Au terme d’une assemblée générale tendue entre étudiants, professeurs et présidences de l’EHESS et du campus, la direction a indiqué avoir contacté la préfecture de police de Paris, via le ministère de l’Enseignement supérieur. Elle a ainsi demandé à ce que la situation des personnes interpellées soit examinée au plus vite, « en particulier celle des étudiants de l’EHESS et du campus ». La situation est désormais entre les mains de la procureure de Bobigny.
Contactée, la présidence de l’EHESS nous déclare ne pas vouloir donner d’informations pour l’instant. De son côté le service de communication du campus Condorcet n’a pas répondu à notre demande d’interview.
Des assemblées générales sous pression
Depuis le début du mois de janvier, des assemblées étudiantes (AG) se tiennent sur le campus Condorcet. Elles sont notamment organisées par les étudiants de l’EHESS. Ce lundi à 16h30, l’une d’entre elles réunissait 45 personnes, dans une atmosphère déjà hostile. « Nous faisons nos AG devant la salle, sans pouvoir y rentrer, car l’administration nous ferme la porte à clefs », précise Léda.

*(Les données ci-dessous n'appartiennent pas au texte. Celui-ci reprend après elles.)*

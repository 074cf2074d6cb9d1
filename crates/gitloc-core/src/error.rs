//! Error types for locator parsing and repository resolution.

use std::path::PathBuf;
use thiserror::Error;

/// Convenient alias for locator results.
pub type LocatorResult<T> = Result<T, LocatorError>;

/// Errors raised while turning a locator string into [`crate::PathInformation`].
#[derive(Debug, Error)]
pub enum LocatorError {
    /// The string could not be decomposed as a URI at all.
    #[error("malformed locator {locator:?}: {source}")]
    MalformedLocator {
        locator: String,
        #[source]
        source: url::ParseError,
    },

    /// Decomposition succeeded but the locator carries no path.
    #[error("locator {0:?} has no path component")]
    InvalidLocator(String),

    /// The locator uses a different scheme than the one being resolved.
    #[error("locator scheme {found:?} does not match {expected:?}")]
    SchemeMismatch { expected: String, found: String },

    /// Failure reported by the repository collaborator, passed through as-is.
    #[error(transparent)]
    Repository(#[from] RepositoryError),
}

/// Errors raised by a repository collaborator.
#[derive(Debug, Error)]
pub enum RepositoryError {
    /// No repository root encloses the given path.
    #[error("no repository found for {path}")]
    RepositoryNotFound { path: PathBuf },

    /// The path does not lie under the repository root.
    #[error("{path} is outside of repository {root}")]
    PathOutsideRepository { path: PathBuf, root: PathBuf },

    /// Filesystem failure during discovery.
    #[error("I/O error while inspecting {path}: {source}")]
    Io {
        path: PathBuf,
        #[source]
        source: std::io::Error,
    },
}
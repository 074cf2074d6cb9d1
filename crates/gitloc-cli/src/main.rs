use gitloc_core::logging;

mod cli;

use crate::cli::CliCommand;

#[tokio::main]
async fn main() {
    // Initialize logging as early as possible; stderr if the state dir is unusable.
    if let Err(err) = logging::init_logging() {
        logging::init_logging_stderr();
        tracing::warn!("file logging unavailable: {:#}", err);
    }

    if let Err(err) = CliCommand::run_from_args().await {
        eprintln!("gitloc error: {:#}", err);
        std::process::exit(1);
    }
}
//! String rewrites applied to a raw locator before URI decomposition.

/// Host token substituted when a locator names no host (`git:///path`).
pub const GLOBAL_PATH_HOST: &str = "__global__";

/// Converts every `\` to `/` and collapses runs of separators.
///
/// Right after `scheme:` up to three slashes are kept, so the authority
/// marker and the empty-host form `scheme:///` survive. Collapsing stops at
/// the first `?`, leaving query values untouched.
pub fn normalize_separators(raw: &str) -> String {
    const MAX_LEAD_SLASHES: usize = 3;

    let unified = raw.replace('\\', "/");

    // (end of `scheme:`, end of the slash run that follows it)
    let (scheme_end, lead_end) = match unified.find(':') {
        Some(colon) => {
            let after = &unified[colon + 1..];
            let run = after.len() - after.trim_start_matches('/').len();
            (colon + 1, colon + 1 + run)
        }
        None => (0, 0),
    };
    let query_start = unified[lead_end..]
        .find('?')
        .map(|i| lead_end + i)
        .unwrap_or(unified.len());

    let mut out = String::with_capacity(unified.len());
    out.push_str(&unified[..scheme_end]);
    let lead_slashes = (lead_end - scheme_end).min(MAX_LEAD_SLASHES);
    out.extend(std::iter::repeat('/').take(lead_slashes));
    let mut prev_slash = lead_slashes > 0;
    for c in unified[lead_end..query_start].chars() {
        if c == '/' {
            if prev_slash {
                continue;
            }
            prev_slash = true;
        } else {
            prev_slash = false;
        }
        out.push(c);
    }
    out.push_str(&unified[query_start..]);
    out
}

/// Moves the first fragment token found mid-path to the end of the string.
///
/// A fragment token is `#` followed by one or more non-`/` characters, with
/// at least one character before the `#`. Directory walkers produce
/// `git://h/repo#rev/file.txt`; this yields `git://h/repo/file.txt#rev`.
/// Only the first token is relocated.
pub fn relocate_fragment(s: &str) -> String {
    for (hash, _) in s.match_indices('#') {
        if hash == 0 {
            continue;
        }
        let rest = &s[hash + 1..];
        let run = rest.find('/').unwrap_or(rest.len());
        if run == 0 {
            continue;
        }
        let token_end = hash + 1 + run;
        let mut out = String::with_capacity(s.len());
        out.push_str(&s[..hash]);
        out.push_str(&s[token_end..]);
        out.push_str(&s[hash..token_end]);
        return out;
    }
    s.to_string()
}

/// Rewrites `scheme:///` to `scheme://__global__/`.
pub fn rewrite_global_host(s: &str, scheme: &str) -> String {
    let prefix_len = scheme.len() + 4;
    let bytes = s.as_bytes();
    let matches = bytes.len() >= prefix_len
        && bytes[..scheme.len()].eq_ignore_ascii_case(scheme.as_bytes())
        && &bytes[scheme.len()..prefix_len] == b":///";
    if !matches {
        return s.to_string();
    }
    format!(
        "{}://{}/{}",
        &s[..scheme.len()],
        GLOBAL_PATH_HOST,
        &s[prefix_len..]
    )
}

/// Strips the leading slash from `/C:/...` style paths.
pub fn strip_drive_letter_slash(path: &str) -> Option<&str> {
    let bytes = path.as_bytes();
    let is_drive = bytes.len() > 3
        && bytes[0] == b'/'
        && (bytes[1].is_ascii_alphanumeric() || bytes[1] == b'_')
        && bytes[2] == b':';
    is_drive.then(|| path.trim_start_matches('/'))
}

Ce climat général, hostile à toute mobilisation étudiante, est loin d’être propre au campus d’Aubervilliers. A l’université de Strasbourg, la semaine dernière, les étudiants ont été délogés de leur université par les CRS lors d’une AG. Celle-ci faisait suite à la journée de mobilisation massive contre la réforme des retraites. Avec une vingtaine d’étudiants interpellés, cette fois-ci, un cap vient d’être franchi dans la répression des mouvements étudiants.
MISE A JOUR : Les occupants, au nombre de 29, ont été remis en liberté mardi 24 janvier vers 19h. Selon le parquet de Bobigny, il ne s’agit pas d’étudiants mais « d’anarchistes » du collectif « défense collective Paris-Banlieue ». Ils ne sont pas poursuivis mais pourraient l’être « dans l’attente du chiffrage par l’université de son préjudice », a indiqué le parquet à France Info. Une version qui tranche fortement avec celle soutenue par les étudiants. De plus, rappelons que la présidence du campus s’est engagée devant les élèves à ne pas poursuivre les occupants.
Au lendemain de la libération des 29 personnes, Solidaires Etudiant·es EHESS a appelé à une assemblée générale contre la répression policière le jeudi 26 janvier à 14 h, à l’Espace associatif et culturel du campus Condorcet. « Cette garde à vue allait à l’encontre de notre volonté de nous organiser démocratiquement dans un mouvement social qui concerne le pays entier », dénonce le syndicat.
*Le prénom a été modifié à la demande de l’intéressée.